_What you are asked to do:_
For this exercise, please find the lines in the entries that include the word "hasher" and copy them.

_Data excerpts:_

impl<R: Read> ChunkSource<R> {
    fn new(reader: R, chunksize: usize) -> Self {
        Self {
            reader,
            chunksize,
            lookahead: None,
            next_seek: 0,
            hasher: Some(Sha256::new()),
            finished: false,
        }
    }

    /// Reads until the buffer is full or the source is exhausted.
    fn fill(&mut self) -> std::io::Result<Bytes> {
        let mut buf = vec![0u8; self.chunksize];
        let mut read = 0;
        while read < self.chunksize {
            let n = self.reader.read(&mut buf[read..])?;
            if n == 0 {
                break;
            }
            read += n;
        }
        buf.truncate(read);
        Ok(Bytes::from(buf))
    }

    fn next(&mut self) -> std::io::Result<Option<ChunkRecord>> {
        if self.finished {
            return Ok(None);
        }
        let current = match self.lookahead.take() {
            Some(chunk) => chunk,
            None => self.fill()?,
        };
        let upcoming = self.fill()?;
        let is_last = upcoming.is_empty();
        self.lookahead = Some(upcoming);

        if let Some(hasher) = self.hasher.as_mut() {
            hasher.update(&current);
        }
        let seek = self.next_seek;
        self.next_seek += current.len() as u64;

        let checksum = if is_last {
            self.finished = true;
            let digest = self.hasher.take().map(|h| h.finalize());
            digest.map(|d| {
                let mut out = [0u8; 32];
                out.copy_from_slice(&d);
                out
            })
        } else {
            None
        };

        Ok(Some(ChunkRecord {
            seek,
            payload: current,
            is_last,
            checksum,
        }))
    }

    /// Total bytes read from the source so far.
    fn bytes_read(&self) -> u64 {
        self.next_seek + self.lookahead.as_ref().map(|b| b.len() as u64).unwrap_or(0)
    }
}

/// The client upload protocol engine.
pub struct UploadMachine<R> {
    state: UploadState,
    filename: String,
    meta: String,
    reader: Option<R>,
    source: Option<ChunkSource<R>>,
    ring: ChunkRing,
    /// Records to re-emit (from the ring) before fresh reads resume.
    pending: VecDeque<ChunkRecord>,
    credit: u32,
    maxqueue: u32,
    /// Next seek the server expects from us.
    cursor: u64,
    /// The last chunk has been emitted at least once.
    last_sent: bool,
    probes_left: u32,
    retry_budget: u32,
    failure: Option<FailureKind>,
    upload_id: Option<String>,
}

impl<R: Read> UploadMachine<R> {
    pub fn new(filename: String, meta: String, reader: R, retry_budget: u32) -> Self {
        Self {
            state: UploadState::Init,
            filename,
            meta,
            reader: Some(reader),
            source: None,
            ring: ChunkRing::new(1),
            pending: VecDeque::new(),
            credit: 0,
            maxqueue: 0,
            cursor: 0,
            last_sent: false,
            probes_left: retry_budget,
            retry_budget,
            failure: None,
            upload_id: None,
        }
    }

    pub fn state(&self) -> UploadState {
        self.state
    }

    /// Set once the machine reaches `Done`.
    pub fn upload_id(&self) -> Option<&str> {
        self.upload_id.as_deref()
    }

    /// Set once the machine reaches `Failed`.
    pub fn failure(&self) -> Option<&FailureKind> {
        self.failure.as_ref()
    }

    /// Bytes consumed from the source; drives the progress display.
    pub fn bytes_read(&self) -> u64 {
        self.source.as_ref().map(|s| s.bytes_read()).unwrap_or(0)
    }

    fn post_file(&self) -> ClientMessage {
        ClientMessage::PostFile {
            flags: 0,
            filename: self.filename.clone(),
            meta: self.meta.clone(),
        }
    }

    fn fail(&mut self, kind: FailureKind) {
        self.state = UploadState::Failed;
        self.failure = Some(kind);
        self.ring.clear();
        self.pending.clear();
    }

    /// Announces the upload. `Init -> AwaitApproval`.
    pub fn start(&mut self) -> Vec<ClientMessage> {
        debug_assert_eq!(self.state, UploadState::Init);
        self.state = UploadState::AwaitApproval;
        vec![self.post_file()]
    }

    /// Handles one server message.
    pub fn on_message(&mut self, msg: ServerMessage) -> Vec<ClientMessage> {
        self.probes_left = self.retry_budget;
        match msg {
            ServerMessage::UploadApproved {
                credit,
                chunksize,
                maxqueue,
            } => self.on_approved(credit, chunksize, maxqueue),
            ServerMessage::TransferCredit { amount } => self.on_credit(amount),
            ServerMessage::StatusReport { seek, credit } => self.on_status_report(seek, credit),
            ServerMessage::UploadFinished { upload_id } => self.on_finished(upload_id),
            ServerMessage::Error { code, msg } => {
                warn!(code, msg = %msg, "server reported error");
                self.fail(FailureKind::Remote { code, msg });
                Vec::new()
            }
        }
    }

    fn on_approved(&mut self, credit: u32, chunksize: u32, maxqueue: u32) -> Vec<ClientMessage> {
        if self.state != UploadState::AwaitApproval {
            // Idempotent re-announcement answered twice; nothing to do.
            debug!("duplicate upload-approved ignored");
            return Vec::new();
        }
        if chunksize == 0 || maxqueue == 0 {
            self.fail(FailureKind::Remote {
                code: ErrorCode::MalformedFrame.code(),
                msg: "approved with zero chunksize or maxqueue".into(),
            });
            return vec![ClientMessage::Error {
                code: ErrorCode::MalformedFrame.code(),
                msg: "invalid upload parameters".into(),
            }];
        }
        debug!(credit, chunksize, maxqueue, "upload approved");
        let reader = self.reader.take().expect("reader consumed exactly once");
        self.source = Some(ChunkSource::new(reader, chunksize as usize));
        self.ring = ChunkRing::new(maxqueue as usize);
        self.credit = credit.min(maxqueue);
        self.maxqueue = maxqueue;
        self.state = UploadState::Streaming;
        self.pump()
    }

    fn on_credit(&mut self, amount: u32) -> Vec<ClientMessage> {
        if !matches!(
            self.state,
            UploadState::Streaming | UploadState::Draining | UploadState::AwaitFinish
        ) {
            return Vec::new();
        }
        self.credit = (self.credit + amount).min(self.maxqueue);
        debug!(amount, credit = self.credit, "credit received");
        if self.state == UploadState::Draining {
            self.state = UploadState::Streaming;
        }
        self.pump()
    }

    fn on_status_report(&mut self, seek: u64, credit: u32) -> Vec<ClientMessage> {
        if !matches!(
            self.state,
            UploadState::Streaming | UploadState::Draining | UploadState::AwaitFinish
        ) {
            return Vec::new();
        }
        debug!(seek, credit, cursor = self.cursor, "status report");
        self.credit = credit.min(self.maxqueue);
        if seek < self.cursor {
            // The server is behind us: rewind and re-emit from retention.
            match self.ring.resend_from(seek) {
                Ok(records) => {
                    self.pending = records.into();
                    self.cursor = seek;
                }
                Err(UploadError::RetentionExhausted { wanted, low_water }) => {
                    self.fail(FailureKind::RetentionExhausted { wanted, low_water });
                    return vec![ClientMessage::Error {
                        code: ErrorCode::Internal.code(),
                        msg: "retention-exhausted".into(),
                    }];
                }
                Err(_) => unreachable!("resend_from only fails with RetentionExhausted"),
            }
        }
        self.state = UploadState::Streaming;
        self.pump()
    }

    fn on_finished(&mut self, upload_id: String) -> Vec<ClientMessage> {
        if !matches!(
            self.state,
            UploadState::Streaming | UploadState::Draining | UploadState::AwaitFinish
        ) {
            return Vec::new();
        }
        info!(upload_id = %upload_id, "upload finished");
        self.upload_id = Some(upload_id);
        self.state = UploadState::Done;
        self.ring.clear();
        self.pending.clear();
        Vec::new()
    }

    /// The inactivity timer fired while waiting for the server.
    pub fn on_idle_timeout(&mut self) -> Vec<ClientMessage> {
        if !matches!(
            self.state,
            UploadState::AwaitApproval
                | UploadState::Streaming
                | UploadState::Draining
                | UploadState::AwaitFinish
        ) {
            return Vec::new();
        }
        if self.probes_left == 0 {
            warn!("server unresponsive, giving up");
            self.fail(FailureKind::Timeout);
            return vec![ClientMessage::Error {
                code: ErrorCode::Timeout.code(),
                msg: "no response from server".into(),
            }];
        }
        self.probes_left -= 1;
        if self.state == UploadState::AwaitApproval {
            // The announcement may have been lost; repeating it is safe.
            debug!("re-announcing upload");
            vec![self.post_file()]
        } else {
            debug!(probes_left = self.probes_left, "probing server status");
            vec![ClientMessage::QueryStatus]
        }
    }

    /// The transport reconnected under the same identity.
    ///
    /// Before approval the announcement is repeated; afterwards the
    /// position handshake starts with `query-status`, and the server's
    /// status report is the first authoritative word on where to resume.
    pub fn on_reconnect(&mut self) -> Vec<ClientMessage> {
        self.probes_left = self.retry_budget;
        match self.state {
            UploadState::AwaitApproval => vec![self.post_file()],
            UploadState::Streaming | UploadState::Draining | UploadState::AwaitFinish => {
                vec![ClientMessage::QueryStatus]
            }
            _ => Vec::new(),
        }
    }

    /// Front-end cancellation; tells the server and releases the ring.
    pub fn cancel(&mut self) -> Vec<ClientMessage> {
        if matches!(self.state, UploadState::Done | UploadState::Failed) {
            return Vec::new();
        }
        self.fail(FailureKind::Cancelled);
        vec![ClientMessage::Error {
            code: ErrorCode::Cancelled.code(),
            msg: "client-cancelled".into(),
        }]
    }

    /// Emits chunks while credit lasts, retransmits first.
    fn pump(&mut self) -> Vec<ClientMessage> {
        let mut out = Vec::new();
        while self.state == UploadState::Streaming && self.credit > 0 {
            let record = if let Some(record) = self.pending.pop_front() {
                record
            } else {
                match self.source.as_mut().expect("source set on approval").next() {
                    Ok(Some(record)) => {
                        self.ring.push(record.clone());
                        record
                    }
                    Ok(None) => break,
                    Err(e) => {
                        let msg = format!("local read failed: {e}");
                        self.fail(FailureKind::Io(msg.clone()));
                        out.push(ClientMessage::Error {
                            code: ErrorCode::Internal.code(),
                            msg,
                        });
                        return out;
                    }
                }
            };

            self.cursor = record.seek + record.payload.len() as u64;
            self.credit -= 1;
            let is_last = record.is_last;
            out.push(ClientMessage::PostChunk {
                flags: if is_last { FLAG_LAST_CHUNK } else { 0 },
                seek: record.seek,
                data: record.payload,
                checksum: record.checksum,
            });
            if is_last {
                self.last_sent = true;
                self.state = UploadState::AwaitFinish;
            }
        }

        if self.state == UploadState::Streaming {
            if self.pending.is_empty() && self.last_sent && self.source_drained() {
                // Everything re-sent; back to waiting for the commit.
                self.state = UploadState::AwaitFinish;
            } else if self.credit == 0 {
                self.state = UploadState::Draining;
            }
        }
        out
    }

    fn source_drained(&self) -> bool {
        self.source.as_ref().map(|s| s.finished).unwrap_or(false)
    }
}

_Answer space:_
            hasher: Some(Sha256::new()),
        if let Some(hasher) = self.hasher.as_mut() {
            hasher.update(&current);
            let digest = self.hasher.take().map(|h| h.finalize());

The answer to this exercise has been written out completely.